WORK TO BE COMPLETED:
Restate each record word for word, from the first to the last.

RECORDS PROVIDED:
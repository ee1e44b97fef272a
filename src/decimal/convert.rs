use super::*;

use crate::Error;
use malachite::rational::Rational;

macro_rules! impl_from_int {
  ($($int:ty),*) => {
    $(
      impl From<$int> for Decimal {
        fn from(value: $int) -> Self {
          Self::new(value, 0)
        }
      }
    )*
  };
}

impl_from_int!{i8, i16, i32, i64, i128, u8, u16, u32, u64, u128}

impl From<Integer> for Decimal {
  fn from(value: Integer) -> Self {
    Self::new(value, 0)
  }
}

impl From<&Decimal> for Rational {
  /// The exact value of a [`Decimal`], as a [`Rational`].
  fn from(value: &Decimal) -> Self {
    Rational::from(&value.coefficient) * Rational::from(10u32).pow(value.exponent)
  }
}

impl TryFrom<&Rational> for Decimal {
  type Error = Error;

  /// The exact decimal expansion of `value`, if it terminates.
  ///
  /// This is the case iff the reduced denominator is `2^a × 5^b`; then with `k = max(a, b)`,
  ///
  /// ```text
  /// n / (2^a × 5^b) = (n × 2^(k-a) × 5^(k-b)) / 10^k
  /// ```
  ///
  /// Otherwise, fails with [`Error::NonTerminating`].
  fn try_from(value: &Rational) -> Result<Self, Self::Error> {
    let negative = *value < Rational::from(0);
    let denominator = value.denominator_ref();

    let twos = denominator.trailing_zeros().unwrap_or(0);
    let mut rest = denominator >> twos;
    let five = Natural::from(5u32);
    let mut fives = 0u64;
    loop {
      let (quotient, remainder) = (&rest).div_mod(&five);
      if remainder != Natural::ZERO { break }
      rest = quotient;
      fives += 1;
    }
    if rest != Natural::ONE {
      return Err(Error::NonTerminating)
    }

    let k = twos.max(fives);
    let magnitude = (value.numerator_ref() << (k - twos)) * five.pow(k - fives);
    Ok(Self::from_parts(negative, magnitude, -(k as i64)))
  }
}

impl TryFrom<Rational> for Decimal {
  type Error = Error;

  fn try_from(value: Rational) -> Result<Self, Self::Error> {
    Self::try_from(&value)
  }
}

impl TryFrom<f64> for Decimal {
  type Error = Error;

  /// The exact value of a finite `f64`. Every finite binary float has a terminating decimal
  /// expansion, though it can be long: `0.1_f64` is
  /// `0.1000000000000000055511151231257827021181583404541015625`.
  ///
  /// Fails with [`Error::NonFinite`] for infinities and NaN.
  fn try_from(value: f64) -> Result<Self, Self::Error> {
    let exact = Rational::try_from(value).map_err(|_| Error::NonFinite)?;
    Self::try_from(&exact)
  }
}

impl TryFrom<f32> for Decimal {
  type Error = Error;

  /// As `TryFrom<f64>`; `f32 → f64` is lossless.
  fn try_from(value: f32) -> Result<Self, Self::Error> {
    Self::try_from(f64::from(value))
  }
}

impl Decimal {
  /// The nearest `f64` (ties to even), overflowing to ±∞ and underflowing to ±0.
  pub fn to_f64(&self) -> f64 {
    // Rust's float parser is correctly rounded, and `{coefficient}e{exponent}` is always valid
    // float syntax.
    format!("{}e{}", self.coefficient, self.exponent).parse().unwrap_or(f64::NAN)
  }
}

#[cfg(test)]
mod tests {
  use super::*;
  use proptest::prelude::*;

  #[test]
  fn from_rational() {
    assert_eq!(Decimal::try_from(Rational::from_signeds(1, 8)).unwrap().to_string(), "0.125");
    assert_eq!(Decimal::try_from(Rational::from_signeds(-3, 20)).unwrap().to_string(), "-0.15");
    assert_eq!(Decimal::try_from(Rational::from_signeds(7, 1)).unwrap().to_string(), "7");
    assert_eq!(Decimal::try_from(Rational::from(0)).unwrap(), Decimal::ZERO);
    assert_eq!(Decimal::try_from(Rational::from_signeds(1, 3)), Err(Error::NonTerminating));
    assert_eq!(Decimal::try_from(Rational::from_signeds(1, 30)), Err(Error::NonTerminating));
  }

  #[test]
  fn from_float() {
    assert_eq!(
      Decimal::try_from(0.1_f64).unwrap().to_string(),
      "0.1000000000000000055511151231257827021181583404541015625",
    );
    assert_eq!(Decimal::try_from(0.1_f32).unwrap().to_string(), "0.100000001490116119384765625");
    assert_eq!(Decimal::try_from(-2.0_f32).unwrap().to_string(), "-2");
    assert_eq!(Decimal::try_from(f64::NAN), Err(Error::NonFinite));
    assert_eq!(Decimal::try_from(f32::NEG_INFINITY), Err(Error::NonFinite));
  }

  #[test]
  fn to_f64() {
    assert_eq!(Decimal::new(314159, -5).to_f64(), 3.14159);
    assert_eq!(Decimal::new(-1, 400).to_f64(), f64::NEG_INFINITY);
    assert_eq!(Decimal::new(1, -400).to_f64(), 0.0);
  }

  proptest!{
    #![proptest_config(ProptestConfig::with_cases(crate::PROPTEST_CASES))]
    #[test]
    fn f64_roundtrip(x: f64) {
      prop_assume!(x.is_finite());
      let exact = Decimal::try_from(x).unwrap();
      prop_assert_eq!(Rational::from(&exact), Rational::try_from(x).unwrap());
      prop_assert_eq!(exact.to_f64(), x);
    }
  }
}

RESULT BELOW:
repository ee1e44b97fef272a
filename src/decimal/convert.rs
use super::*;

use crate::Error;
use malachite::rational::Rational;

macro_rules! impl_from_int {
  ($($int:ty),*) => {
    $(
      impl From<$int> for Decimal {
        fn from(value: $int) -> Self {
          Self::new(value, 0)
        }
      }
    )*
  };
}

impl_from_int!{i8, i16, i32, i64, i128, u8, u16, u32, u64, u128}

impl From<Integer> for Decimal {
  fn from(value: Integer) -> Self {
    Self::new(value, 0)
  }
}

impl From<&Decimal> for Rational {
  /// The exact value of a [`Decimal`], as a [`Rational`].
  fn from(value: &Decimal) -> Self {
    Rational::from(&value.coefficient) * Rational::from(10u32).pow(value.exponent)
  }
}

impl TryFrom<&Rational> for Decimal {
  type Error = Error;

  /// The exact decimal expansion of `value`, if it terminates.
  ///
  /// This is the case iff the reduced denominator is `2^a × 5^b`; then with `k = max(a, b)`,
  ///
  /// ```text
  /// n / (2^a × 5^b) = (n × 2^(k-a) × 5^(k-b)) / 10^k
  /// ```
  ///
  /// Otherwise, fails with [`Error::NonTerminating`].
  fn try_from(value: &Rational) -> Result<Self, Self::Error> {
    let negative = *value < Rational::from(0);
    let denominator = value.denominator_ref();

    let twos = denominator.trailing_zeros().unwrap_or(0);
    let mut rest = denominator >> twos;
    let five = Natural::from(5u32);
    let mut fives = 0u64;
    loop {
      let (quotient, remainder) = (&rest).div_mod(&five);
      if remainder != Natural::ZERO { break }
      rest = quotient;
      fives += 1;
    }
    if rest != Natural::ONE {
      return Err(Error::NonTerminating)
    }

    let k = twos.max(fives);
    let magnitude = (value.numerator_ref() << (k - twos)) * five.pow(k - fives);
    Ok(Self::from_parts(negative, magnitude, -(k as i64)))
  }
}

impl TryFrom<Rational> for Decimal {
  type Error = Error;

  fn try_from(value: Rational) -> Result<Self, Self::Error> {
    Self::try_from(&value)
  }
}

impl TryFrom<f64> for Decimal {
  type Error = Error;

  /// The exact value of a finite `f64`. Every finite binary float has a terminating decimal
  /// expansion, though it can be long: `0.1_f64` is
  /// `0.1000000000000000055511151231257827021181583404541015625`.
  ///
  /// Fails with [`Error::NonFinite`] for infinities and NaN.
  fn try_from(value: f64) -> Result<Self, Self::Error> {
    let exact = Rational::try_from(value).map_err(|_| Error::NonFinite)?;
    Self::try_from(&exact)
  }
}

impl TryFrom<f32> for Decimal {
  type Error = Error;

  /// As `TryFrom<f64>`; `f32 → f64` is lossless.
  fn try_from(value: f32) -> Result<Self, Self::Error> {
    Self::try_from(f64::from(value))
  }
}

impl Decimal {
  /// The nearest `f64` (ties to even), overflowing to ±∞ and underflowing to ±0.
  pub fn to_f64(&self) -> f64 {
    // Rust's float parser is correctly rounded, and `{coefficient}e{exponent}` is always valid
    // float syntax.
    format!("{}e{}", self.coefficient, self.exponent).parse().unwrap_or(f64::NAN)
  }
}

#[cfg(test)]
mod tests {
  use super::*;
  use proptest::prelude::*;

  #[test]
  fn from_rational() {
    assert_eq!(Decimal::try_from(Rational::from_signeds(1, 8)).unwrap().to_string(), "0.125");
    assert_eq!(Decimal::try_from(Rational::from_signeds(-3, 20)).unwrap().to_string(), "-0.15");
    assert_eq!(Decimal::try_from(Rational::from_signeds(7, 1)).unwrap().to_string(), "7");
    assert_eq!(Decimal::try_from(Rational::from(0)).unwrap(), Decimal::ZERO);
    assert_eq!(Decimal::try_from(Rational::from_signeds(1, 3)), Err(Error::NonTerminating));
    assert_eq!(Decimal::try_from(Rational::from_signeds(1, 30)), Err(Error::NonTerminating));
  }

  #[test]
  fn from_float() {
    assert_eq!(
      Decimal::try_from(0.1_f64).unwrap().to_string(),
      "0.1000000000000000055511151231257827021181583404541015625",
    );
    assert_eq!(Decimal::try_from(0.1_f32).unwrap().to_string(), "0.100000001490116119384765625");
    assert_eq!(Decimal::try_from(-2.0_f32).unwrap().to_string(), "-2");
    assert_eq!(Decimal::try_from(f64::NAN), Err(Error::NonFinite));
    assert_eq!(Decimal::try_from(f32::NEG_INFINITY), Err(Error::NonFinite));
  }

  #[test]
  fn to_f64() {
    assert_eq!(Decimal::new(314159, -5).to_f64(), 3.14159);
    assert_eq!(Decimal::new(-1, 400).to_f64(), f64::NEG_INFINITY);
    assert_eq!(Decimal::new(1, -400).to_f64(), 0.0);
  }

  proptest!{
    #![proptest_config(ProptestConfig::with_cases(crate::PROPTEST_CASES))]
    #[test]
    fn f64_roundtrip(x: f64) {
      prop_assume!(x.is_finite());
      let exact = Decimal::try_from(x).unwrap();
      prop_assert_eq!(Rational::from(&exact), Rational::try_from(x).unwrap());
      prop_assert_eq!(exact.to_f64(), x);
    }
  }
}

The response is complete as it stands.